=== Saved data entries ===
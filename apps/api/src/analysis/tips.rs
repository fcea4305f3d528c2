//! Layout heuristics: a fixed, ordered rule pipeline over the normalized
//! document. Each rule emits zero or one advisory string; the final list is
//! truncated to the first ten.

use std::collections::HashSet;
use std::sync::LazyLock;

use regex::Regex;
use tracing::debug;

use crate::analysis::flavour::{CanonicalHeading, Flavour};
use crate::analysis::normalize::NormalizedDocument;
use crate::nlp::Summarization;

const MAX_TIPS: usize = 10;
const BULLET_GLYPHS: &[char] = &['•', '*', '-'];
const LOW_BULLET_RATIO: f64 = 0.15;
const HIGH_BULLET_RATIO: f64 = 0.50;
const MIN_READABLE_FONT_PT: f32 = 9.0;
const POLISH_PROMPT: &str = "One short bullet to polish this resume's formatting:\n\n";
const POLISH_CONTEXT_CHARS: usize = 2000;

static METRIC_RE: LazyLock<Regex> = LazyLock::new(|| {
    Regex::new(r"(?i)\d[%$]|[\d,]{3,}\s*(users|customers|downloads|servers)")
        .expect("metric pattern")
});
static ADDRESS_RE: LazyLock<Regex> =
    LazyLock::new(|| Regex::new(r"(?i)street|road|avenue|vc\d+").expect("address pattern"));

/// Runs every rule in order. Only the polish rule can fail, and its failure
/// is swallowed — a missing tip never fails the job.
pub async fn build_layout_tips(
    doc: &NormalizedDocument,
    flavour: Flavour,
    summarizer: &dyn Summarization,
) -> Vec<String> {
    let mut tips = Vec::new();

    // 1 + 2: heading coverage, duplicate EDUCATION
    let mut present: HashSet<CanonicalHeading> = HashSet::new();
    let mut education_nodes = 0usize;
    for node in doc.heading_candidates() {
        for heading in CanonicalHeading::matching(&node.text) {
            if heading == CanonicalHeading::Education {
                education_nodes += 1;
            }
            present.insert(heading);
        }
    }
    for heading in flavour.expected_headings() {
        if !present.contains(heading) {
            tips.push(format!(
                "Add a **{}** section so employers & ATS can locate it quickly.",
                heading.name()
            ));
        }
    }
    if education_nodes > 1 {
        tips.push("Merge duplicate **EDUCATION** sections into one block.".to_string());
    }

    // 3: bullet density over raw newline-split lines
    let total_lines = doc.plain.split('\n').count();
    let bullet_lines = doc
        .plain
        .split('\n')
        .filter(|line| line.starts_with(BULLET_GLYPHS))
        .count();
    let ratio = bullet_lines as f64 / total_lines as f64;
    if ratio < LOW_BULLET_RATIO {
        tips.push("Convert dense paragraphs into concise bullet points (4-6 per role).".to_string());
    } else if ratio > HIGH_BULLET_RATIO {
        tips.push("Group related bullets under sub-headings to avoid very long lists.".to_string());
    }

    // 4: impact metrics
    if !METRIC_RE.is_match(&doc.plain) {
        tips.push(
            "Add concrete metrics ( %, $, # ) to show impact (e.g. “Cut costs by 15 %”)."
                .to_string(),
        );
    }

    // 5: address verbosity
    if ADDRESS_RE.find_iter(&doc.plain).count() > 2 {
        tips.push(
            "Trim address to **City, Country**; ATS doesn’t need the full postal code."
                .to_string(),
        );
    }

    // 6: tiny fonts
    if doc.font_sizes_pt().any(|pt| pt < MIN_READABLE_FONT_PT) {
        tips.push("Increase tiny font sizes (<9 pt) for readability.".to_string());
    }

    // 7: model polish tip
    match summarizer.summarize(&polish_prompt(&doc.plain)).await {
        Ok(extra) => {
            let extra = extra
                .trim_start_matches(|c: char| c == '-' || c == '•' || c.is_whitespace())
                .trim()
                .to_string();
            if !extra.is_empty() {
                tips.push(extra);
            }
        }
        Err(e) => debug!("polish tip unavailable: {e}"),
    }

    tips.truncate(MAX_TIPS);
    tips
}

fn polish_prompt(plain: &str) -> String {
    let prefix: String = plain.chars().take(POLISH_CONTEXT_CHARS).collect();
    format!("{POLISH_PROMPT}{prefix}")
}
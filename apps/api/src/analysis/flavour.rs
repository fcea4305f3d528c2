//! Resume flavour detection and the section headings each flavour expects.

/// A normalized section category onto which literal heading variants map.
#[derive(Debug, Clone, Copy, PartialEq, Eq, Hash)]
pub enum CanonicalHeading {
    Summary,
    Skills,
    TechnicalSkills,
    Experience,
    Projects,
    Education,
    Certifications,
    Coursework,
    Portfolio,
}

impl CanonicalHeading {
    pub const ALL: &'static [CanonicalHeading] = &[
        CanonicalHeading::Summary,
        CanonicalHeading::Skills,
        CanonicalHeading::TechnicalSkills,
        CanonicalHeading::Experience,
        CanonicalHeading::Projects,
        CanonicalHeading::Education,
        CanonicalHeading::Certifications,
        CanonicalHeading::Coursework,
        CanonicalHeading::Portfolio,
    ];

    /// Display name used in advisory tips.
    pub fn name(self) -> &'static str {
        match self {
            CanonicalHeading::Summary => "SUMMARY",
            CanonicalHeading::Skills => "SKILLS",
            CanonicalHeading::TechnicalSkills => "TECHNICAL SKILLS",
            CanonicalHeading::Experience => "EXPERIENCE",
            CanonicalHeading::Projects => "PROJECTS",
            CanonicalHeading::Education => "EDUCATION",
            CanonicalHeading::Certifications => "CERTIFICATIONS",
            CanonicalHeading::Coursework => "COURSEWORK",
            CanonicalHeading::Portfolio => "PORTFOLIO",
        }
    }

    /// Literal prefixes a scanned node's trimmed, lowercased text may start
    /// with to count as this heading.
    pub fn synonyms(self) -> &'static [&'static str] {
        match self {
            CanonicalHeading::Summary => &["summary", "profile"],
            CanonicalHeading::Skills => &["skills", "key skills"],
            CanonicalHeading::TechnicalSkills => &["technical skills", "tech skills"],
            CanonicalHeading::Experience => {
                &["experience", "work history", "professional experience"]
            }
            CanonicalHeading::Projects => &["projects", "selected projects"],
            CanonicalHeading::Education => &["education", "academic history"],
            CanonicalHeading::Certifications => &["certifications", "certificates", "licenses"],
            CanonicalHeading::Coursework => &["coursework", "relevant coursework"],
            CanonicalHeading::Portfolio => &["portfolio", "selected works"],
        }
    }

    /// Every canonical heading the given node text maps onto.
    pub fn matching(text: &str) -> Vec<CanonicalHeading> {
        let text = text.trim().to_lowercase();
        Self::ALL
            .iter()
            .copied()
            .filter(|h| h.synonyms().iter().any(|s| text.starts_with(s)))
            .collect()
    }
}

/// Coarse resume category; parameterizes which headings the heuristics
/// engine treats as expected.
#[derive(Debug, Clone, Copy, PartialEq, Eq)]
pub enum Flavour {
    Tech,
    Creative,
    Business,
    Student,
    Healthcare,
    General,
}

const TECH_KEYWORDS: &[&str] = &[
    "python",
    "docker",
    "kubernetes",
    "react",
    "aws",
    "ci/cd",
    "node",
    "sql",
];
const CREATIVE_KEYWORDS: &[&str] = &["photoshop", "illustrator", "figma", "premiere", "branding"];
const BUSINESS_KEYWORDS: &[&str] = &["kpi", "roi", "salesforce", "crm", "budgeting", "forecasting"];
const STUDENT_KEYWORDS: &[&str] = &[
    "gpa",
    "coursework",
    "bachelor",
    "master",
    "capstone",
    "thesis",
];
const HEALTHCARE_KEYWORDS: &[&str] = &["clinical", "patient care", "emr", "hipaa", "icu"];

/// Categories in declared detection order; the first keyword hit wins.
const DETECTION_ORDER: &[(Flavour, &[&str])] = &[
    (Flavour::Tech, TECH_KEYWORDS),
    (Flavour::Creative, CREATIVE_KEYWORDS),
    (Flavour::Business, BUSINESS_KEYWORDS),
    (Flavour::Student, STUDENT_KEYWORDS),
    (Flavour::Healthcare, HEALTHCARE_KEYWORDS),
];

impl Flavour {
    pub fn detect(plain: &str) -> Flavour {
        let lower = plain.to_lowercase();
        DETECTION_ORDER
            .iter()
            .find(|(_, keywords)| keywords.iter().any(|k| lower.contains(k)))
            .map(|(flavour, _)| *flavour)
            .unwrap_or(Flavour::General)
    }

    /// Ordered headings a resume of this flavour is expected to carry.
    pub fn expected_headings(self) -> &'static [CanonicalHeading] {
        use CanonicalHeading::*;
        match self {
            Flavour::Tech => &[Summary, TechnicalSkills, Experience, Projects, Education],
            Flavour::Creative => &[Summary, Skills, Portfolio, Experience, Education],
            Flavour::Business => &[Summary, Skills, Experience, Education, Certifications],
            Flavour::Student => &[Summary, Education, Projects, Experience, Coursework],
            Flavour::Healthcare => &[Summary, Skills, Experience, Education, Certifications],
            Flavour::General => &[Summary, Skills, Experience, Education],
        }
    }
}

=== Task to complete ===
Starting with the first line of the records above, give back each line exactly until the line with "if education_nodes >" has been given as well.

=== Task answer ===
filename apps/api/src/analysis/tips.rs
repository fcea4305f3d528c2
//! Layout heuristics: a fixed, ordered rule pipeline over the normalized
//! document. Each rule emits zero or one advisory string; the final list is
//! truncated to the first ten.

use std::collections::HashSet;
use std::sync::LazyLock;

use regex::Regex;
use tracing::debug;

use crate::analysis::flavour::{CanonicalHeading, Flavour};
use crate::analysis::normalize::NormalizedDocument;
use crate::nlp::Summarization;

const MAX_TIPS: usize = 10;
const BULLET_GLYPHS: &[char] = &['•', '*', '-'];
const LOW_BULLET_RATIO: f64 = 0.15;
const HIGH_BULLET_RATIO: f64 = 0.50;
const MIN_READABLE_FONT_PT: f32 = 9.0;
const POLISH_PROMPT: &str = "One short bullet to polish this resume's formatting:\n\n";
const POLISH_CONTEXT_CHARS: usize = 2000;

static METRIC_RE: LazyLock<Regex> = LazyLock::new(|| {
    Regex::new(r"(?i)\d[%$]|[\d,]{3,}\s*(users|customers|downloads|servers)")
        .expect("metric pattern")
});
static ADDRESS_RE: LazyLock<Regex> =
    LazyLock::new(|| Regex::new(r"(?i)street|road|avenue|vc\d+").expect("address pattern"));

/// Runs every rule in order. Only the polish rule can fail, and its failure
/// is swallowed — a missing tip never fails the job.
pub async fn build_layout_tips(
    doc: &NormalizedDocument,
    flavour: Flavour,
    summarizer: &dyn Summarization,
) -> Vec<String> {
    let mut tips = Vec::new();

    // 1 + 2: heading coverage, duplicate EDUCATION
    let mut present: HashSet<CanonicalHeading> = HashSet::new();
    let mut education_nodes = 0usize;
    for node in doc.heading_candidates() {
        for heading in CanonicalHeading::matching(&node.text) {
            if heading == CanonicalHeading::Education {
                education_nodes += 1;
            }
            present.insert(heading);
        }
    }
    for heading in flavour.expected_headings() {
        if !present.contains(heading) {
            tips.push(format!(
                "Add a **{}** section so employers & ATS can locate it quickly.",
                heading.name()
            ));
        }
    }
    if education_nodes > 1 {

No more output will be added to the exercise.